Monthly Archives: December 2013

ISBN-10: 0-486-41586-4

Great Expectations by Charles Dickens

Great Expectations by Charles Dickens

 

“…the distant savage lair from which the wind was rushing, was the sea; and that the small bundle of shivers growing afraid of it all and beginning to cry, was Pip.”

Great Expectations by Charles Dickens

Writing in flannel.

Writing in flannel.

 

I went home this past week for an early Christmas. I don’t know how I managed it, but I was able to see just about everyone I love. I even squeezed in a trip to Hubbard, my high school, and bought sweat pants and a sweatshirt. If someone told me fifteen years ago I’d voluntarily wear the uniform, I would have laughed in his or her face. Fifteen years can really change a person.

I haven’t posted in a while. Don’t fret. I’ve been writing and reading, just not blogs. Today I was called to the desk to write for my dad.

Last Monday was the first time I saw him since I was sixteen.

Fifteen years ago, we parted on less than good terms. It doesn’t matter why we parted that way, only that we had. Six years ago, I heard that he was beaten and left for dead in Marquette Park. The phone call caught me off guard. I was in a place where my life had finally started to make sense. I had just started my MFA, was newly engaged, and happy. I answered the phone thinking my brother, J, was calling to congratulate me.

J told me that my father had been homeless and lived in the park. He was drunk and antagonized a group of youth, gang members, with racial slurs. My father was not expected to make it. I should come home and see him. The phone call left me angry. I told J my father was dead to me, and had been for years.
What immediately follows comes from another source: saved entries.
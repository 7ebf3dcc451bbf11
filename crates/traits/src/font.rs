//! Text measurement for the layout engine.
//!
//! The engine never inspects glyph outlines. All it needs is the advance
//! width of a string in a given font and size, which is what
//! [`FontMetrics`] provides. [`StandardFontMetrics`] answers from the
//! published AFM tables of the PDF standard fonts, so a PDF that references
//! those fonts without embedding them lays out identically in any viewer.

use preflight_style::{StandardFont, WIN_ANSI_REPLACEMENT, win_ansi_code};

/// A source of text advance widths.
pub trait FontMetrics {
    /// Width of `text` set in `font` at `size` points, in points.
    fn text_width(&self, text: &str, font: StandardFont, size: f32) -> f32;
}

impl<T: FontMetrics + ?Sized> FontMetrics for &T {
    fn text_width(&self, text: &str, font: StandardFont, size: f32) -> f32 {
        (**self).text_width(text, font, size)
    }
}

/// Advance widths in 1/1000 em, indexed by WinAnsi code.
/// `widths[i]` is the width of code `(i + 32)`, `high[i]` of code
/// `(i + 128)`; zero marks codes WinAnsi leaves undefined.
struct WidthTable {
    widths: [u16; 95],
    high: [u16; 128],
    /// Used for control and undefined codes.
    fallback: u16,
}

impl WidthTable {
    fn code_width(&self, code: u8) -> u16 {
        match code {
            32..=126 => self.widths[code as usize - 32],
            128..=255 => match self.high[code as usize - 128] {
                0 => self.fallback,
                w => w,
            },
            _ => self.fallback,
        }
    }

    /// Characters without a WinAnsi code are drawn as `?`, so they measure as one.
    fn char_width(&self, c: char) -> u16 {
        self.code_width(win_ansi_code(c).unwrap_or(WIN_ANSI_REPLACEMENT))
    }
}

static HELVETICA: WidthTable = WidthTable {
    #[rustfmt::skip]
    widths: [
        // sp   !    "    #    $    %    &    '    (    )    *    +    ,    -    .    /
        278, 278, 355, 556, 556, 889, 667, 191, 333, 333, 389, 584, 278, 333, 278, 278,
        // 0    1    2    3    4    5    6    7    8    9
        556, 556, 556, 556, 556, 556, 556, 556, 556, 556,
        // :    ;    <    =    >    ?    @
        278, 278, 584, 584, 584, 556, 1015,
        // A    B    C    D    E    F    G    H    I    J    K    L    M
        667, 667, 722, 722, 667, 611, 778, 722, 278, 500, 667, 556, 833,
        // N    O    P    Q    R    S    T    U    V    W    X    Y    Z
        722, 778, 667, 778, 722, 667, 611, 722, 667, 944, 667, 667, 611,
        // [    \    ]    ^    _    `
        278, 278, 278, 469, 556, 333,
        // a    b    c    d    e    f    g    h    i    j    k    l    m
        556, 556, 500, 556, 556, 278, 556, 556, 222, 222, 500, 222, 833,
        // n    o    p    q    r    s    t    u    v    w    x    y    z
        556, 556, 556, 556, 333, 500, 278, 556, 500, 722, 500, 500, 500,
        // {    |    }    ~
        334, 260, 334, 584,
    ],
    #[rustfmt::skip]
    high: [
        // Euro      sbase florin dbase ellip dagg ddagg circ permil Scaron lsaquo OE         Zcaron
        556, 0,   222, 556, 333, 1000, 556, 556, 333, 1000, 667, 333, 1000, 0,   611, 0,
        //   lsquo rsquo ldquo rdquo bullet endash emdash tilde TM scaron rsaquo oe    zcaron Ydier
        0,   222, 222, 333, 333, 350, 556, 1000, 333, 1000, 500, 333, 944, 0,   500, 667,
        // nbsp ¡   ¢    £    ¤    ¥    ¦    §    ¨    ©    ª    «    ¬    shy  ®    ¯
        278, 333, 556, 556, 556, 556, 260, 556, 333, 737, 370, 556, 584, 333, 737, 333,
        // °    ±    ²    ³    ´    µ    ¶    ·    ¸    ¹    º    »    ¼    ½    ¾    ¿
        400, 584, 333, 333, 333, 556, 537, 278, 333, 333, 365, 556, 834, 834, 834, 611,
        // À    Á    Â    Ã    Ä    Å    Æ    Ç    È    É    Ê    Ë    Ì    Í    Î    Ï
        667, 667, 667, 667, 667, 667, 1000, 722, 667, 667, 667, 667, 278, 278, 278, 278,
        // Ð    Ñ    Ò    Ó    Ô    Õ    Ö    ×    Ø    Ù    Ú    Û    Ü    Ý    Þ    ß
        722, 722, 778, 778, 778, 778, 778, 584, 778, 722, 722, 722, 722, 667, 667, 611,
        // à    á    â    ã    ä    å    æ    ç    è    é    ê    ë    ì    í    î    ï
        556, 556, 556, 556, 556, 556, 889, 500, 556, 556, 556, 556, 278, 278, 278, 278,
        // ð    ñ    ò    ó    ô    õ    ö    ÷    ø    ù    ú    û    ü    ý    þ    ÿ
        556, 556, 556, 556, 556, 556, 556, 584, 611, 556, 556, 556, 556, 500, 556, 500,
    ],
    fallback: 556,
};

static HELVETICA_BOLD: WidthTable = WidthTable {
    #[rustfmt::skip]
    widths: [
        // sp   !    "    #    $    %    &    '    (    )    *    +    ,    -    .    /
        278, 333, 474, 556, 556, 889, 722, 238, 333, 333, 389, 584, 278, 333, 278, 278,
        // 0    1    2    3    4    5    6    7    8    9
        556, 556, 556, 556, 556, 556, 556, 556, 556, 556,
        // :    ;    <    =    >    ?    @
        333, 333, 584, 584, 584, 611, 975,
        // A    B    C    D    E    F    G    H    I    J    K    L    M
        722, 722, 722, 722, 667, 611, 778, 722, 278, 556, 722, 611, 833,
        // N    O    P    Q    R    S    T    U    V    W    X    Y    Z
        722, 778, 667, 778, 722, 667, 611, 722, 667, 944, 667, 667, 611,
        // [    \    ]    ^    _    `
        333, 278, 333, 584, 556, 333,
        // a    b    c    d    e    f    g    h    i    j    k    l    m
        556, 611, 556, 611, 556, 333, 611, 611, 278, 278, 556, 278, 889,
        // n    o    p    q    r    s    t    u    v    w    x    y    z
        611, 611, 611, 611, 389, 556, 333, 611, 556, 778, 556, 556, 500,
        // {    |    }    ~
        389, 280, 389, 584,
    ],
    #[rustfmt::skip]
    high: [
        // Euro      sbase florin dbase ellip dagg ddagg circ permil Scaron lsaquo OE         Zcaron
        556, 0,   278, 556, 500, 1000, 556, 556, 333, 1000, 667, 333, 1000, 0,   611, 0,
        //   lsquo rsquo ldquo rdquo bullet endash emdash tilde TM scaron rsaquo oe    zcaron Ydier
        0,   278, 278, 500, 500, 350, 556, 1000, 333, 1000, 556, 333, 944, 0,   500, 667,
        // nbsp ¡   ¢    £    ¤    ¥    ¦    §    ¨    ©    ª    «    ¬    shy  ®    ¯
        278, 333, 556, 556, 556, 556, 280, 556, 333, 737, 370, 556, 584, 333, 737, 333,
        // °    ±    ²    ³    ´    µ    ¶    ·    ¸    ¹    º    »    ¼    ½    ¾    ¿
        400, 584, 333, 333, 333, 611, 556, 278, 333, 333, 365, 556, 834, 834, 834, 611,
        // À    Á    Â    Ã    Ä    Å    Æ    Ç    È    É    Ê    Ë    Ì    Í    Î    Ï
        722, 722, 722, 722, 722, 722, 1000, 722, 667, 667, 667, 667, 278, 278, 278, 278,
        // Ð    Ñ    Ò    Ó    Ô    Õ    Ö    ×    Ø    Ù    Ú    Û    Ü    Ý    Þ    ß
        722, 722, 778, 778, 778, 778, 778, 584, 778, 722, 722, 722, 722, 667, 667, 611,
        // à    á    â    ã    ä    å    æ    ç    è    é    ê    ë    ì    í    î    ï
        556, 556, 556, 556, 556, 556, 889, 556, 556, 556, 556, 556, 278, 278, 278, 278,
        // ð    ñ    ò    ó    ô    õ    ö    ÷    ø    ù    ú    û    ü    ý    þ    ÿ
        611, 611, 611, 611, 611, 611, 611, 584, 611, 611, 611, 611, 611, 556, 611, 556,
    ],
    fallback: 611,
};

static COURIER: WidthTable = WidthTable {
    widths: [600; 95],
    high: [600; 128],
    fallback: 600,
};

/// Metrics for the PDF standard fonts. Oblique faces share the widths of
/// their upright counterparts.
#[derive(Debug, Clone, Copy, Default)]
pub struct StandardFontMetrics;

impl StandardFontMetrics {
    pub fn new() -> Self {
        Self
    }

    fn table(font: StandardFont) -> &'static WidthTable {
        match font {
            StandardFont::Helvetica | StandardFont::HelveticaOblique => &HELVETICA,
            StandardFont::HelveticaBold | StandardFont::HelveticaBoldOblique => &HELVETICA_BOLD,
            StandardFont::Courier
            | StandardFont::CourierBold
            | StandardFont::CourierOblique
            | StandardFont::CourierBoldOblique => &COURIER,
        }
    }
}

impl FontMetrics for StandardFontMetrics {
    fn text_width(&self, text: &str, font: StandardFont, size: f32) -> f32 {
        let table = Self::table(font);
        let units: u32 = text.chars().map(|c| table.char_width(c) as u32).sum();
        units as f32 * size / 1000.0
    }
}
J called me a bitch and we hung up.

I wished those kids had talked to my father and explained why some words were so hurtful or how many people had died over them in the past. I wished they asked him not to use such words, and he instantly rid his vocabulary of them. I know how hard it is to do the right thing in a highly charged emotional moment. I don’t always do the right thing. I’m still learning, too.

A few weeks ago, I told Husband I wanted to see my father again. Husband wondered why after fifteen years I wanted to resume a relationship. Understandably, he was protective of me. The last time I went home I had a small relapse when I was caught off guard by another piece of my past.

ME: I just don’t want that to be the end of the story. When I have children, I want them to know their grandpa. I don’t want to tell them this terrible story of how we parted. I want it to be different.

I was prepared for the worst. My father had suffered severe brain trauma. He was a known alcoholic and drug user. There was something with a long technical term that chronic alcoholics can suffer from in which they have no short-term memory. It’s like a blackout, explained my therapist, T; he may have no recollection of meeting you. There’s a possibility he may not know you.

I called my sister-cousin, D, and asked her if she knew anyone from the old neighborhood who could find my father. She called M. M called a family friend, “born-again” L. He contacted some of the beat police in the area where he thought my father lived. After three days, L learned that my father lived in a shady house, essentially a crack house. L said the house was rough; he once lived in it at his lowest point before he turned himself around. It was in a less than great part of town. L said he could bring my father to a safer meeting place.

Monday came, and L couldn’t make it. I still wanted to see my dad, so I asked D if she would take the train with me. After an hour and a half of travel on the CTA, it turned out my father wasn’t staying in the worst part of town. He lived in my old neighborhood. We knocked on a door to a house that didn’t look shady from the outside other than a foreclosure sticker on the front door. No one answered. We called the landlord for the building. She hadn’t heard of the person we were asking for. We called L one more time. The landlord called back and said my dad was at a bus stop across from Walgreens.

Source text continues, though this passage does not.